BEGIN GIVEN ENTRIES

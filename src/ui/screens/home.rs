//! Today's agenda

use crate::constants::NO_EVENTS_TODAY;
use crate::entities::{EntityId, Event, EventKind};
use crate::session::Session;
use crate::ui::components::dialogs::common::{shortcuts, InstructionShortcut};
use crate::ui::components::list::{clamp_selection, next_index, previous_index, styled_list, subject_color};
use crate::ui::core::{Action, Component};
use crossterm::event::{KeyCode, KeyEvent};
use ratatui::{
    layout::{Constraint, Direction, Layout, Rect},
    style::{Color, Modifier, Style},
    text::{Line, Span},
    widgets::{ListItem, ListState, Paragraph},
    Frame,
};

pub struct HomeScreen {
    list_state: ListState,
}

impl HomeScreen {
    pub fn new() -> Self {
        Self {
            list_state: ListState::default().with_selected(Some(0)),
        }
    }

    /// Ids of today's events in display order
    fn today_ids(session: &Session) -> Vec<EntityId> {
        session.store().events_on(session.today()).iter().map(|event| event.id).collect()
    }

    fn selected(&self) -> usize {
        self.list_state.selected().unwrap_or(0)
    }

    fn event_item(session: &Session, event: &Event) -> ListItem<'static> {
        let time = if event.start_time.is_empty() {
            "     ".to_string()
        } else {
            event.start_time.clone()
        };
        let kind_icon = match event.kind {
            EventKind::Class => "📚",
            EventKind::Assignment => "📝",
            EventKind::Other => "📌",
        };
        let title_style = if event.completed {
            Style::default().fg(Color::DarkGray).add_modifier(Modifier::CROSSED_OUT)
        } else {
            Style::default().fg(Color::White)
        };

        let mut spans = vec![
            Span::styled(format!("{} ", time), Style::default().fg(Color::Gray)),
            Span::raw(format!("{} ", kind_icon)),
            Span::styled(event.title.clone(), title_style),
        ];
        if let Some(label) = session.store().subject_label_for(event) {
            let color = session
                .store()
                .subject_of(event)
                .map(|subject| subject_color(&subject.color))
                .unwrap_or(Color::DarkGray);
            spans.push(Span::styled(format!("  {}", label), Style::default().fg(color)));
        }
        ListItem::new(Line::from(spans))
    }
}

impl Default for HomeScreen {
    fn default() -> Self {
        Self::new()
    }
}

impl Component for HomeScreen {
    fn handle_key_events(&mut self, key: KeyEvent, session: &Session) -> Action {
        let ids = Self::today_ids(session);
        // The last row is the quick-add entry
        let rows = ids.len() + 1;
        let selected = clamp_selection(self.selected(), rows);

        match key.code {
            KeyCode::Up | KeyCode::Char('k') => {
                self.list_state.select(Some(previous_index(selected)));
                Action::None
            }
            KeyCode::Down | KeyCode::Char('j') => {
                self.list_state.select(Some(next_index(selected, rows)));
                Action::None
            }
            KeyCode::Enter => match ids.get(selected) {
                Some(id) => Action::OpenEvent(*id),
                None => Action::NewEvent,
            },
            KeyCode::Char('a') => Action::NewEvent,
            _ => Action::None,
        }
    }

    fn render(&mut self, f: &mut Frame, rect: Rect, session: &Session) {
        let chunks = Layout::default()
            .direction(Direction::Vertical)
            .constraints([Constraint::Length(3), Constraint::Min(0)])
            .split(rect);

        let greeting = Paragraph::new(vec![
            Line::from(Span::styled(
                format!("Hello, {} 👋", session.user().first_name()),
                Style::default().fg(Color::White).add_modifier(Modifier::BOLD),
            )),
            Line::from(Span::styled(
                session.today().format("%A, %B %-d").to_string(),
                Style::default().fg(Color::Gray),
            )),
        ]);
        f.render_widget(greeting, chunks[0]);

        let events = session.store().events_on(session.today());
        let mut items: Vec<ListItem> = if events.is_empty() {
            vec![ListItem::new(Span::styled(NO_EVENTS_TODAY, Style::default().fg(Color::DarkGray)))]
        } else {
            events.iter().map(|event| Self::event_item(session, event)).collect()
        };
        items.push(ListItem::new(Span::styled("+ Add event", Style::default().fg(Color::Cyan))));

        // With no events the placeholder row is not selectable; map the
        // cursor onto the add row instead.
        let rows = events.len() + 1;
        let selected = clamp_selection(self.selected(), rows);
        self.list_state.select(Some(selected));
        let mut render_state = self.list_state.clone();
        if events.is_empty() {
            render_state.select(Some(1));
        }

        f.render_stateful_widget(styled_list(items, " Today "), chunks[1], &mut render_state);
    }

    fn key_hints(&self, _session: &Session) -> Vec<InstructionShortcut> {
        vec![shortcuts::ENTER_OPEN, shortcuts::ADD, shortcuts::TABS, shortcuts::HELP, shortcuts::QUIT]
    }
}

END GIVEN ENTRIES

*WHAT TO DO*
Output the data in full, precisely as it appears above.

*EXERCISE SOLUTION*
filename src/ui/screens/home.rs
//! Today's agenda

use crate::constants::NO_EVENTS_TODAY;
use crate::entities::{EntityId, Event, EventKind};
use crate::session::Session;
use crate::ui::components::dialogs::common::{shortcuts, InstructionShortcut};
use crate::ui::components::list::{clamp_selection, next_index, previous_index, styled_list, subject_color};
use crate::ui::core::{Action, Component};
use crossterm::event::{KeyCode, KeyEvent};
use ratatui::{
    layout::{Constraint, Direction, Layout, Rect},
    style::{Color, Modifier, Style},
    text::{Line, Span},
    widgets::{ListItem, ListState, Paragraph},
    Frame,
};

pub struct HomeScreen {
    list_state: ListState,
}

impl HomeScreen {
    pub fn new() -> Self {
        Self {
            list_state: ListState::default().with_selected(Some(0)),
        }
    }

    /// Ids of today's events in display order
    fn today_ids(session: &Session) -> Vec<EntityId> {
        session.store().events_on(session.today()).iter().map(|event| event.id).collect()
    }

    fn selected(&self) -> usize {
        self.list_state.selected().unwrap_or(0)
    }

    fn event_item(session: &Session, event: &Event) -> ListItem<'static> {
        let time = if event.start_time.is_empty() {
            "     ".to_string()
        } else {
            event.start_time.clone()
        };
        let kind_icon = match event.kind {
            EventKind::Class => "📚",
            EventKind::Assignment => "📝",
            EventKind::Other => "📌",
        };
        let title_style = if event.completed {
            Style::default().fg(Color::DarkGray).add_modifier(Modifier::CROSSED_OUT)
        } else {
            Style::default().fg(Color::White)
        };

        let mut spans = vec![
            Span::styled(format!("{} ", time), Style::default().fg(Color::Gray)),
            Span::raw(format!("{} ", kind_icon)),
            Span::styled(event.title.clone(), title_style),
        ];
        if let Some(label) = session.store().subject_label_for(event) {
            let color = session
                .store()
                .subject_of(event)
                .map(|subject| subject_color(&subject.color))
                .unwrap_or(Color::DarkGray);
            spans.push(Span::styled(format!("  {}", label), Style::default().fg(color)));
        }
        ListItem::new(Line::from(spans))
    }
}

impl Default for HomeScreen {
    fn default() -> Self {
        Self::new()
    }
}

impl Component for HomeScreen {
    fn handle_key_events(&mut self, key: KeyEvent, session: &Session) -> Action {
        let ids = Self::today_ids(session);
        // The last row is the quick-add entry
        let rows = ids.len() + 1;
        let selected = clamp_selection(self.selected(), rows);

        match key.code {
            KeyCode::Up | KeyCode::Char('k') => {
                self.list_state.select(Some(previous_index(selected)));
                Action::None
            }
            KeyCode::Down | KeyCode::Char('j') => {
                self.list_state.select(Some(next_index(selected, rows)));
                Action::None
            }
            KeyCode::Enter => match ids.get(selected) {
                Some(id) => Action::OpenEvent(*id),
                None => Action::NewEvent,
            },
            KeyCode::Char('a') => Action::NewEvent,
            _ => Action::None,
        }
    }

    fn render(&mut self, f: &mut Frame, rect: Rect, session: &Session) {
        let chunks = Layout::default()
            .direction(Direction::Vertical)
            .constraints([Constraint::Length(3), Constraint::Min(0)])
            .split(rect);

        let greeting = Paragraph::new(vec![
            Line::from(Span::styled(
                format!("Hello, {} 👋", session.user().first_name()),
                Style::default().fg(Color::White).add_modifier(Modifier::BOLD),
            )),
            Line::from(Span::styled(
                session.today().format("%A, %B %-d").to_string(),
                Style::default().fg(Color::Gray),
            )),
        ]);
        f.render_widget(greeting, chunks[0]);

        let events = session.store().events_on(session.today());
        let mut items: Vec<ListItem> = if events.is_empty() {
            vec![ListItem::new(Span::styled(NO_EVENTS_TODAY, Style::default().fg(Color::DarkGray)))]
        } else {
            events.iter().map(|event| Self::event_item(session, event)).collect()
        };
        items.push(ListItem::new(Span::styled("+ Add event", Style::default().fg(Color::Cyan))));

        // With no events the placeholder row is not selectable; map the
        // cursor onto the add row instead.
        let rows = events.len() + 1;
        let selected = clamp_selection(self.selected(), rows);
        self.list_state.select(Some(selected));
        let mut render_state = self.list_state.clone();
        if events.is_empty() {
            render_state.select(Some(1));
        }

        f.render_stateful_widget(styled_list(items, " Today "), chunks[1], &mut render_state);
    }

    fn key_hints(&self, _session: &Session) -> Vec<InstructionShortcut> {
        vec![shortcuts::ENTER_OPEN, shortcuts::ADD, shortcuts::TABS, shortcuts::HELP, shortcuts::QUIT]
    }
}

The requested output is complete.